Pat O'Neill is a retired Irish sportsperson.  He played hurling with his local club  Cappawhite and with the Tipperary senior inter-county team from 1987 until 1988.
He captained the Tipperary team that won the 1988 National Hurling League, starting the final against Offaly at right half forward and scoring two goals and a point. He was also captain when Tipperary won the Munster Senior Hurling Championship in 1988 and was an unused substitute in the 1988 All-Ireland Senior Hurling Championship Final.
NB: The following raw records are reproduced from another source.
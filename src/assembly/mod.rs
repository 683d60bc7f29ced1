//! CIL instruction layer: opcode table, decoder, encoder and the emission primitives
//! used by the proxy synthesizer.
//!
//! # Architecture
//!
//! - [`opcodes`] - Raw opcode byte values
//! - [`INSTRUCTIONS`] - The instruction table shared by decoder and encoder, with
//!   operand kinds, fixed stack effects and flow types
//! - [`decode_stream`] / [`decode_instruction`] - Bytes to [`Instruction`]s
//! - [`InstructionEncoder`] - Mnemonics to bytes, with stack tracking and labels
//! - [`ILEmitter`] - Object-model level primitives on top of the encoder
//!
//! The table covers the instruction subset that synthesized bodies use plus the
//! branches, constants and local forms needed to round-trip them. Bodies themselves
//! are wrapped in [`crate::metadata::method::MethodBody`] headers.
//!
//! # Examples
//!
//! ```rust
//! use cilproxy::{assembly::{decode_stream, InstructionEncoder}, Parser};
//!
//! let mut encoder = InstructionEncoder::new();
//! encoder.emit_ldarg(1)?;
//! encoder.emit_ret(true)?;
//! let (code, _) = encoder.finalize()?;
//!
//! let mut parser = Parser::new(&code);
//! let decoded = decode_stream(&mut parser, 0)?;
//! assert_eq!(decoded[0].mnemonic, "ldarg.1");
//! assert!(decoded[1].is_terminal());
//! # Ok::<(), cilproxy::Error>(())
//! ```

mod decoder;
mod emitter;
mod encoder;
mod instruction;
pub mod opcodes;

pub use decoder::{decode_instruction, decode_stream};
pub use emitter::{ILEmitter, Local};
pub use encoder::InstructionEncoder;
pub use instruction::{
    lookup_mnemonic, lookup_opcode, CilInstruction, FlowType, Immediate, Instruction,
    InstructionCategory, Operand, OperandType, StackBehavior, INSTRUCTIONS,
};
There was a period of controversy in Tipperary Hurling at that time. "Babs" Keating, the Tipperary manager, elected to drop Pat O'Neill and strip him of the captaincy for the 1988 All-Ireland Senior Hurling Championship Final and replace him with marquee forward Nicky English. It was believed that Keating felt that the smoother Nicky English was more suited to team media duties. The image of Third Level Educated University College Cork Graduate Nicky English as an All Ireland winning captain was expected to find greater favour in the corporate world. This would be in contrast to Pat O'Neill better known as Pa O'Neill who was deemed too countryish in his demeanour. Alas, there was to be no luck for the decision, and Tipperary lost the All Ireland Final to Galway.

References

External links
GAA Info Profile

Teams

Living people
Cappawhite hurlers
Tipperary inter-county hurlers
Year of birth missing (living people)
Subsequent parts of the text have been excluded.